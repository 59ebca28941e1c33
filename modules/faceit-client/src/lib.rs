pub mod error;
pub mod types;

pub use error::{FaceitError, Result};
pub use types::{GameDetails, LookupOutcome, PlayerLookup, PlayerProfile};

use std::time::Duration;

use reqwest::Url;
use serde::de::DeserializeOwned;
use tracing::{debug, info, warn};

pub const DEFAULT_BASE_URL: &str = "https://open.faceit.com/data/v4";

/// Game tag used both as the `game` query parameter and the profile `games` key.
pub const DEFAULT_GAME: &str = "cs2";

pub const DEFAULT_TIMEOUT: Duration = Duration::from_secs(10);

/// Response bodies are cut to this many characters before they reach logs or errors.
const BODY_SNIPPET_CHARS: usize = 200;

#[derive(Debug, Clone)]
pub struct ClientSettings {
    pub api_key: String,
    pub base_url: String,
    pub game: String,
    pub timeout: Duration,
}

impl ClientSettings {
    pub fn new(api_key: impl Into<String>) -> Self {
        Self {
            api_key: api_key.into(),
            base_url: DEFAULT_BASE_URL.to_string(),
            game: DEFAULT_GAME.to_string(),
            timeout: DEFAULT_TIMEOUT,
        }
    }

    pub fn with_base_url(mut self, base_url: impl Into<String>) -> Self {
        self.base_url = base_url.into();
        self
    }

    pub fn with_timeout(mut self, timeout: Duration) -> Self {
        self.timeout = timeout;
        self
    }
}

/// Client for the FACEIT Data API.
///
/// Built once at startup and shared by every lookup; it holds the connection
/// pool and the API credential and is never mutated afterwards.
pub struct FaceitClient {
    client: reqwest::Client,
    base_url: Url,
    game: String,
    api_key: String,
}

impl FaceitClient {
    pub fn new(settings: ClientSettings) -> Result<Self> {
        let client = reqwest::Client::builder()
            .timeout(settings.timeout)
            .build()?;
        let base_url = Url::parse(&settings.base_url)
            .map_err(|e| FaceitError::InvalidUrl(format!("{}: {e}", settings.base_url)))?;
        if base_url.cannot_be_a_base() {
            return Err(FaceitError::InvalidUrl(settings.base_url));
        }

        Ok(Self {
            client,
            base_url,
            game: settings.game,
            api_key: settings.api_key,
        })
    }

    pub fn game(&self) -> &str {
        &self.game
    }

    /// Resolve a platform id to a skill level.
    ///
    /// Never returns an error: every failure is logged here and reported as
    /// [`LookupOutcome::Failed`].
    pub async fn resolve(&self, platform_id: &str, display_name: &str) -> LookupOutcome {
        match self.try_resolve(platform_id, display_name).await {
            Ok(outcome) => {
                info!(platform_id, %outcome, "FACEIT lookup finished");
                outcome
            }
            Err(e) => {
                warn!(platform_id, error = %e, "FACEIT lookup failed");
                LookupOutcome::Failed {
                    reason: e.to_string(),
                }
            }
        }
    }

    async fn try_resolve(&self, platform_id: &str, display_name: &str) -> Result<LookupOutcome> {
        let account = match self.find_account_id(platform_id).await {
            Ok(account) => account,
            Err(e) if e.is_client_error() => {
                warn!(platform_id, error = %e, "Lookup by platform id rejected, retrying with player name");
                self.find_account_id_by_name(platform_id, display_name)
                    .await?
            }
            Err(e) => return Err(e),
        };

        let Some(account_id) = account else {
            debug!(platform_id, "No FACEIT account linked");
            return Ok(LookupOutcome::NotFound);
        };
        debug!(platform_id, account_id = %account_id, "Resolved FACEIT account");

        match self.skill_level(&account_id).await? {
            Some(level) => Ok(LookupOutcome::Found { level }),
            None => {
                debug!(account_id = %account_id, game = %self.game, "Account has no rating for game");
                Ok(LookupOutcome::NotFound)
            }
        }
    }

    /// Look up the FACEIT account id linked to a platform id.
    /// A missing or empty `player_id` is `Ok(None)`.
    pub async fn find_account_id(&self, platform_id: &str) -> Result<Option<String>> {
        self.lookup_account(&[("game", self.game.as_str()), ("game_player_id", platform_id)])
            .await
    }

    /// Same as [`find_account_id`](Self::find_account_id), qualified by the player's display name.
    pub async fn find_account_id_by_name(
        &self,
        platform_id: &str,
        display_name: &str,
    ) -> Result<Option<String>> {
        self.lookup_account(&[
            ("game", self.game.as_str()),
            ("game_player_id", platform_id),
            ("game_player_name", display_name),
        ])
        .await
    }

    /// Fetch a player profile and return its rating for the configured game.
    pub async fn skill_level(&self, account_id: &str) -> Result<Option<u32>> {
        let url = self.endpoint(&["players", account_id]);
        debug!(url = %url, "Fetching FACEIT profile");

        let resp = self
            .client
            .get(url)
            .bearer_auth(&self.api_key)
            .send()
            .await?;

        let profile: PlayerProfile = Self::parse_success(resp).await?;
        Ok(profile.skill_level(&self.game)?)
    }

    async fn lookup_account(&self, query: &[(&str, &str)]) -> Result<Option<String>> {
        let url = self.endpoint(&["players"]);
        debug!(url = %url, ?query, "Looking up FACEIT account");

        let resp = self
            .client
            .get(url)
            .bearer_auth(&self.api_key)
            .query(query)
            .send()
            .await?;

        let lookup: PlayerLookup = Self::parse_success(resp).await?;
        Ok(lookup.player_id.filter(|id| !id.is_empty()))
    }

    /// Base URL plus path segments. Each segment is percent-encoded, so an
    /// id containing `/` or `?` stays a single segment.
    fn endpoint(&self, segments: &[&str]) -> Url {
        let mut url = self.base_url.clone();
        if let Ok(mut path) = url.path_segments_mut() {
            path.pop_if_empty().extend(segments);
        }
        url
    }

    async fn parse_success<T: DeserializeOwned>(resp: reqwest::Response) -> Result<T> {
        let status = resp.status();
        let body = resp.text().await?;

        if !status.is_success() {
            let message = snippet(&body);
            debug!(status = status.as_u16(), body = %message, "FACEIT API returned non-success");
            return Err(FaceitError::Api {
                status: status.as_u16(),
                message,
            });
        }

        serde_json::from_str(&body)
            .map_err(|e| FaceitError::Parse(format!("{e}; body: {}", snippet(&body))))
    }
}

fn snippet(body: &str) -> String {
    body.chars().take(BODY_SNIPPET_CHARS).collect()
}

+++

# YOUR OBJECTIVE
All records are to be retyped exactly. None may be omitted.

# ANSWER
repository 59ebca28941e1c33
filename modules/faceit-client/src/lib.rs
pub mod error;
pub mod types;

pub use error::{FaceitError, Result};
pub use types::{GameDetails, LookupOutcome, PlayerLookup, PlayerProfile};

use std::time::Duration;

use reqwest::Url;
use serde::de::DeserializeOwned;
use tracing::{debug, info, warn};

pub const DEFAULT_BASE_URL: &str = "https://open.faceit.com/data/v4";

/// Game tag used both as the `game` query parameter and the profile `games` key.
pub const DEFAULT_GAME: &str = "cs2";

pub const DEFAULT_TIMEOUT: Duration = Duration::from_secs(10);

/// Response bodies are cut to this many characters before they reach logs or errors.
const BODY_SNIPPET_CHARS: usize = 200;

#[derive(Debug, Clone)]
pub struct ClientSettings {
    pub api_key: String,
    pub base_url: String,
    pub game: String,
    pub timeout: Duration,
}

impl ClientSettings {
    pub fn new(api_key: impl Into<String>) -> Self {
        Self {
            api_key: api_key.into(),
            base_url: DEFAULT_BASE_URL.to_string(),
            game: DEFAULT_GAME.to_string(),
            timeout: DEFAULT_TIMEOUT,
        }
    }

    pub fn with_base_url(mut self, base_url: impl Into<String>) -> Self {
        self.base_url = base_url.into();
        self
    }

    pub fn with_timeout(mut self, timeout: Duration) -> Self {
        self.timeout = timeout;
        self
    }
}

/// Client for the FACEIT Data API.
///
/// Built once at startup and shared by every lookup; it holds the connection
/// pool and the API credential and is never mutated afterwards.
pub struct FaceitClient {
    client: reqwest::Client,
    base_url: Url,
    game: String,
    api_key: String,
}

impl FaceitClient {
    pub fn new(settings: ClientSettings) -> Result<Self> {
        let client = reqwest::Client::builder()
            .timeout(settings.timeout)
            .build()?;
        let base_url = Url::parse(&settings.base_url)
            .map_err(|e| FaceitError::InvalidUrl(format!("{}: {e}", settings.base_url)))?;
        if base_url.cannot_be_a_base() {
            return Err(FaceitError::InvalidUrl(settings.base_url));
        }

        Ok(Self {
            client,
            base_url,
            game: settings.game,
            api_key: settings.api_key,
        })
    }

    pub fn game(&self) -> &str {
        &self.game
    }

    /// Resolve a platform id to a skill level.
    ///
    /// Never returns an error: every failure is logged here and reported as
    /// [`LookupOutcome::Failed`].
    pub async fn resolve(&self, platform_id: &str, display_name: &str) -> LookupOutcome {
        match self.try_resolve(platform_id, display_name).await {
            Ok(outcome) => {
                info!(platform_id, %outcome, "FACEIT lookup finished");
                outcome
            }
            Err(e) => {
                warn!(platform_id, error = %e, "FACEIT lookup failed");
                LookupOutcome::Failed {
                    reason: e.to_string(),
                }
            }
        }
    }

    async fn try_resolve(&self, platform_id: &str, display_name: &str) -> Result<LookupOutcome> {
        let account = match self.find_account_id(platform_id).await {
            Ok(account) => account,
            Err(e) if e.is_client_error() => {
                warn!(platform_id, error = %e, "Lookup by platform id rejected, retrying with player name");
                self.find_account_id_by_name(platform_id, display_name)
                    .await?
            }
            Err(e) => return Err(e),
        };

        let Some(account_id) = account else {
            debug!(platform_id, "No FACEIT account linked");
            return Ok(LookupOutcome::NotFound);
        };
        debug!(platform_id, account_id = %account_id, "Resolved FACEIT account");

        match self.skill_level(&account_id).await? {
            Some(level) => Ok(LookupOutcome::Found { level }),
            None => {
                debug!(account_id = %account_id, game = %self.game, "Account has no rating for game");
                Ok(LookupOutcome::NotFound)
            }
        }
    }

    /// Look up the FACEIT account id linked to a platform id.
    /// A missing or empty `player_id` is `Ok(None)`.
    pub async fn find_account_id(&self, platform_id: &str) -> Result<Option<String>> {
        self.lookup_account(&[("game", self.game.as_str()), ("game_player_id", platform_id)])
            .await
    }

    /// Same as [`find_account_id`](Self::find_account_id), qualified by the player's display name.
    pub async fn find_account_id_by_name(
        &self,
        platform_id: &str,
        display_name: &str,
    ) -> Result<Option<String>> {
        self.lookup_account(&[
            ("game", self.game.as_str()),
            ("game_player_id", platform_id),
            ("game_player_name", display_name),
        ])
        .await
    }

    /// Fetch a player profile and return its rating for the configured game.
    pub async fn skill_level(&self, account_id: &str) -> Result<Option<u32>> {
        let url = self.endpoint(&["players", account_id]);
        debug!(url = %url, "Fetching FACEIT profile");

        let resp = self
            .client
            .get(url)
            .bearer_auth(&self.api_key)
            .send()
            .await?;

        let profile: PlayerProfile = Self::parse_success(resp).await?;
        Ok(profile.skill_level(&self.game)?)
    }

    async fn lookup_account(&self, query: &[(&str, &str)]) -> Result<Option<String>> {
        let url = self.endpoint(&["players"]);
        debug!(url = %url, ?query, "Looking up FACEIT account");

        let resp = self
            .client
            .get(url)
            .bearer_auth(&self.api_key)
            .query(query)
            .send()
            .await?;

        let lookup: PlayerLookup = Self::parse_success(resp).await?;
        Ok(lookup.player_id.filter(|id| !id.is_empty()))
    }

    /// Base URL plus path segments. Each segment is percent-encoded, so an
    /// id containing `/` or `?` stays a single segment.
    fn endpoint(&self, segments: &[&str]) -> Url {
        let mut url = self.base_url.clone();
        if let Ok(mut path) = url.path_segments_mut() {
            path.pop_if_empty().extend(segments);
        }
        url
    }

    async fn parse_success<T: DeserializeOwned>(resp: reqwest::Response) -> Result<T> {
        let status = resp.status();
        let body = resp.text().await?;

        if !status.is_success() {
            let message = snippet(&body);
            debug!(status = status.as_u16(), body = %message, "FACEIT API returned non-success");
            return Err(FaceitError::Api {
                status: status.as_u16(),
                message,
            });
        }

        serde_json::from_str(&body)
            .map_err(|e| FaceitError::Parse(format!("{e}; body: {}", snippet(&body))))
    }
}

fn snippet(body: &str) -> String {
    body.chars().take(BODY_SNIPPET_CHARS).collect()
}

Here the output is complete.